What motivates Saudi Arabia to fight Yemeni rebels?

Caryle Murphy delves into the war between Saudi Arabia and the Yemeni ebels, trying to find out what is behind it:
Saudi Arabia’s ongoing military offensive against rebels in neighboring Yemen — the first time its armed forces have gone into combat in almost 20 years — underscores Riyadh’s deep concern about Yemen’s crumbling internal stability, and the possibility that Iran will exploit the turmoil to spread its influence.
The Saudis’ sustained air-and-ground offensive against the rebels, known as Houthis, is also raising questions about Saudi objectives and how they will extricate their forces from what is a messy and volatile internal struggle in an increasingly dysfunctional state.
“It is hard to know what the Saudis intend to achieve in terms of specific military objectives,” Kristian Ulrichsen, Kuwait Research Fellow at the London School of Economics, wrote in an e-mail.
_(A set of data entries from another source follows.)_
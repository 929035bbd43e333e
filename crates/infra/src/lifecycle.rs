//! Order lifecycle transitions and their ledger side effects.
//!
//! ```text
//! RESERVED --dispatch--> DISPATCHED --deliver--> DELIVERED --return--> RETURNED
//! RESERVED --cancel----> CANCELLED
//! ```
//!
//! Each transition commits the order write and its ledger deltas together.
//! The order write is checked against the version that was read, so two
//! callers racing on the same order cannot both apply the transition.

use chrono::Utc;
use tracing::{debug, info, instrument};

use stockflow_core::{Aggregate, AggregateRoot, ExpectedVersion};
use stockflow_events::Event;
use stockflow_sales::{
    CancelOrder, DeliverOrder, DispatchOrder, Order, OrderCommand, OrderEvent, OrderId,
    ReturnOrder,
};

use crate::error::EngineError;
use crate::ledger::{Committed, LedgerBatch};
use crate::retry::CommitPolicy;
use crate::store::EngineStore;

/// Outcome of a lifecycle call.
#[derive(Debug, Clone, PartialEq, Eq)]
pub enum Transition {
    /// The order moved to the requested state.
    Applied { order: Order, event: OrderEvent },
    /// The order was already in the requested state; nothing was written.
    Unchanged(Order),
}

impl Transition {
    pub fn order(&self) -> &Order {
        match self {
            Transition::Applied { order, .. } | Transition::Unchanged(order) => order,
        }
    }

    pub fn into_order(self) -> Order {
        match self {
            Transition::Applied { order, .. } | Transition::Unchanged(order) => order,
        }
    }

    /// The lifecycle event recorded by an applied transition.
    pub fn event(&self) -> Option<&OrderEvent> {
        match self {
            Transition::Applied { event, .. } => Some(event),
            Transition::Unchanged(_) => None,
        }
    }

    pub fn is_applied(&self) -> bool {
        matches!(self, Transition::Applied { .. })
    }
}

#[derive(Debug, Clone, Copy, PartialEq, Eq)]
enum Action {
    Dispatch,
    Cancel,
    Deliver,
    Return,
}

impl Action {
    fn name(self) -> &'static str {
        match self {
            Action::Dispatch => "dispatch_order",
            Action::Cancel => "cancel_order",
            Action::Deliver => "deliver_order",
            Action::Return => "return_order",
        }
    }

    fn command(self, order_id: OrderId, occurred_at: chrono::DateTime<Utc>) -> OrderCommand {
        match self {
            Action::Dispatch => OrderCommand::DispatchOrder(DispatchOrder {
                order_id,
                occurred_at,
            }),
            Action::Cancel => OrderCommand::CancelOrder(CancelOrder {
                order_id,
                occurred_at,
            }),
            Action::Deliver => OrderCommand::DeliverOrder(DeliverOrder {
                order_id,
                occurred_at,
            }),
            Action::Return => OrderCommand::ReturnOrder(ReturnOrder {
                order_id,
                occurred_at,
            }),
        }
    }
}

/// Drives orders through their lifecycle.
#[derive(Debug, Clone)]
pub struct OrderStateMachine<S> {
    store: S,
    commit: CommitPolicy,
}

impl<S> OrderStateMachine<S>
where
    S: EngineStore,
{
    pub fn new(store: S, commit: CommitPolicy) -> Self {
        Self { store, commit }
    }

    pub fn order(&self, order_id: OrderId) -> Result<Order, EngineError> {
        self.store
            .load_order(order_id)?
            .ok_or(EngineError::OrderNotFound(order_id))
    }

    /// RESERVED → DISPATCHED; removes the reserved units from stock.
    #[instrument(skip(self), fields(order_id = %order_id), err)]
    pub fn dispatch(&self, order_id: OrderId) -> Result<Committed<Transition>, EngineError> {
        self.transition(order_id, Action::Dispatch)
    }

    /// RESERVED → CANCELLED; releases the reservations.
    #[instrument(skip(self), fields(order_id = %order_id), err)]
    pub fn cancel(&self, order_id: OrderId) -> Result<Committed<Transition>, EngineError> {
        self.transition(order_id, Action::Cancel)
    }

    /// DISPATCHED → DELIVERED; no stock movement.
    #[instrument(skip(self), fields(order_id = %order_id), err)]
    pub fn deliver(&self, order_id: OrderId) -> Result<Committed<Transition>, EngineError> {
        self.transition(order_id, Action::Deliver)
    }

    /// DELIVERED → RETURNED; puts the units back on the shelf.
    #[instrument(skip(self), fields(order_id = %order_id), err)]
    pub fn return_order(&self, order_id: OrderId) -> Result<Committed<Transition>, EngineError> {
        self.transition(order_id, Action::Return)
    }

    fn transition(
        &self,
        order_id: OrderId,
        action: Action,
    ) -> Result<Committed<Transition>, EngineError> {
        self.commit
            .run(action.name(), || self.try_transition(order_id, action))
    }

    fn try_transition(
        &self,
        order_id: OrderId,
        action: Action,
    ) -> Result<Committed<Transition>, EngineError> {
        let mut order = self.order(order_id)?;
        let loaded_version = order.version();
        let now = Utc::now();

        let mut events = order
            .handle(&action.command(order_id, now))
            .map_err(|e| EngineError::from_order(order_id, e))?;
        let Some(event) = events.pop() else {
            debug!(order_id = %order_id, status = ?order.status(), "transition already applied");
            return Ok(Committed {
                value: Transition::Unchanged(order),
                audit: vec![],
            });
        };

        let mut batch = LedgerBatch::new(&self.store, now);
        for line in order.lines() {
            let reference = Some(order_id);
            match action {
                Action::Dispatch => {
                    batch.dispatch(line.product_id, line.quantity, reference)?;
                }
                Action::Cancel => {
                    batch.release(line.product_id, line.quantity, reference)?;
                }
                Action::Return => {
                    batch.return_stock(line.product_id, line.quantity, reference)?;
                }
                Action::Deliver => {}
            }
        }

        order.apply(&event);

        let mut unit = batch.into_unit();
        unit.put_order(order.clone(), ExpectedVersion::Exact(loaded_version));
        let audit = self.store.commit(unit)?;

        info!(
            order_id = %order_id,
            event = event.event_type(),
            movements = audit.len(),
            "order transition committed"
        );

        Ok(Committed {
            value: Transition::Applied { order, event },
            audit,
        })
    }
}

#[cfg(test)]
mod tests {
    use super::*;
    use std::sync::Arc;
    use std::time::Duration;

    use stockflow_core::{AggregateId, CustomerId};
    use stockflow_inventory::{ProductId, StockLevel, TransactionKind};
    use stockflow_sales::{LineItem, OrderStatus};

    use crate::coordinator::ReservationCoordinator;
    use crate::ledger::InventoryLedger;
    use crate::store::InMemoryEngineStore;

    struct Fixture {
        ledger: InventoryLedger<Arc<InMemoryEngineStore>>,
        coordinator: ReservationCoordinator<Arc<InMemoryEngineStore>>,
        orders: OrderStateMachine<Arc<InMemoryEngineStore>>,
    }

    fn fixture() -> Fixture {
        let store = Arc::new(InMemoryEngineStore::new());
        let policy = CommitPolicy {
            max_attempts: 64,
            backoff: Duration::ZERO,
        };
        Fixture {
            ledger: InventoryLedger::new(store.clone(), policy),
            coordinator: ReservationCoordinator::new(store.clone(), policy),
            orders: OrderStateMachine::new(store, policy),
        }
    }

    fn placed(f: &Fixture, total: i64, qty: i64) -> (ProductId, OrderId) {
        let product_id = ProductId::new(AggregateId::new());
        f.ledger.register_product(product_id, total, 0).unwrap();
        let order = f
            .coordinator
            .place_order(CustomerId::new(), vec![LineItem::new(product_id, qty, 10)])
            .unwrap()
            .value;
        (product_id, order.id_typed())
    }

    fn level(f: &Fixture, product_id: ProductId) -> StockLevel {
        f.ledger.stock(product_id).unwrap().level()
    }

    #[test]
    fn dispatch_commits_reservation_once() {
        let f = fixture();
        let (p, order_id) = placed(&f, 10, 8);

        let first = f.orders.dispatch(order_id).unwrap();
        assert!(first.value.is_applied());
        assert_eq!(first.audit.len(), 1);
        assert_eq!(first.audit[0].transaction.kind, TransactionKind::Dispatch);
        assert_eq!(level(&f, p), StockLevel { total: 2, reserved: 0 });

        let second = f.orders.dispatch(order_id).unwrap();
        assert!(!second.value.is_applied());
        assert!(second.audit.is_empty());
        assert_eq!(level(&f, p), StockLevel { total: 2, reserved: 0 });
    }

    #[test]
    fn cancel_releases_reservation() {
        let f = fixture();
        let (p, order_id) = placed(&f, 10, 4);

        let t = f.orders.cancel(order_id).unwrap();
        assert_eq!(t.value.order().status(), OrderStatus::Cancelled);
        assert!(t.value.order().cancelled_at().is_some());
        assert_eq!(level(&f, p), StockLevel { total: 10, reserved: 0 });
    }

    #[test]
    fn cancel_after_dispatch_is_invalid_and_touches_nothing() {
        let f = fixture();
        let (p, order_id) = placed(&f, 10, 4);
        f.orders.dispatch(order_id).unwrap();

        let err = f.orders.cancel(order_id).unwrap_err();
        assert_eq!(
            err,
            EngineError::InvalidTransition {
                from: "Dispatched".to_string(),
                action: "cancel"
            }
        );
        assert_eq!(level(&f, p), StockLevel { total: 6, reserved: 0 });
    }

    #[test]
    fn deliver_then_return_restocks() {
        let f = fixture();
        let (p, order_id) = placed(&f, 10, 3);
        f.orders.dispatch(order_id).unwrap();

        let delivered = f.orders.deliver(order_id).unwrap();
        assert!(delivered.audit.is_empty());
        assert_eq!(delivered.value.order().status(), OrderStatus::Delivered);

        let returned = f.orders.return_order(order_id).unwrap();
        assert_eq!(returned.audit[0].transaction.kind, TransactionKind::Return);
        assert_eq!(returned.value.order().status(), OrderStatus::Returned);
        assert_eq!(level(&f, p), StockLevel { total: 10, reserved: 0 });
        assert!(matches!(
            returned.value.event(),
            Some(OrderEvent::OrderReturned(_))
        ));
    }

    #[test]
    fn deliver_before_dispatch_is_invalid() {
        let f = fixture();
        let (_, order_id) = placed(&f, 10, 3);
        assert!(matches!(
            f.orders.deliver(order_id).unwrap_err(),
            EngineError::InvalidTransition { .. }
        ));
    }

    #[test]
    fn unknown_order_is_not_found() {
        let f = fixture();
        let order_id = OrderId::new(AggregateId::new());
        assert_eq!(
            f.orders.dispatch(order_id).unwrap_err(),
            EngineError::OrderNotFound(order_id)
        );
    }

    #[test]
    fn racing_dispatches_apply_exactly_once() {
        let f = Arc::new(fixture());
        let (p, order_id) = placed(&f, 10, 5);

        let handles: Vec<_> = (0..8)
            .map(|_| {
                let f = f.clone();
                std::thread::spawn(move || f.orders.dispatch(order_id).unwrap().value.is_applied())
            })
            .collect();
        let applied = handles
            .into_iter()
            .map(|h| h.join().unwrap())
            .filter(|applied| *applied)
            .count();

        assert_eq!(applied, 1);
        assert_eq!(level(&f, p), StockLevel { total: 5, reserved: 0 });
    }
}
They “would be well-advised” not to get involved in what “is rapidly becoming a failed state” in Yemen.
Yemen’s slide into ungovernability has raised alarms among counterterrorism officials everywhere because of the presence there of a potent Al Qaeda franchise. The fears are particularly acute in Saudi Arabia because Al Qaeda in the Arabian Peninsula (AQAP), as the group calls itself, is infiltrating operatives into the kingdom from Yemen.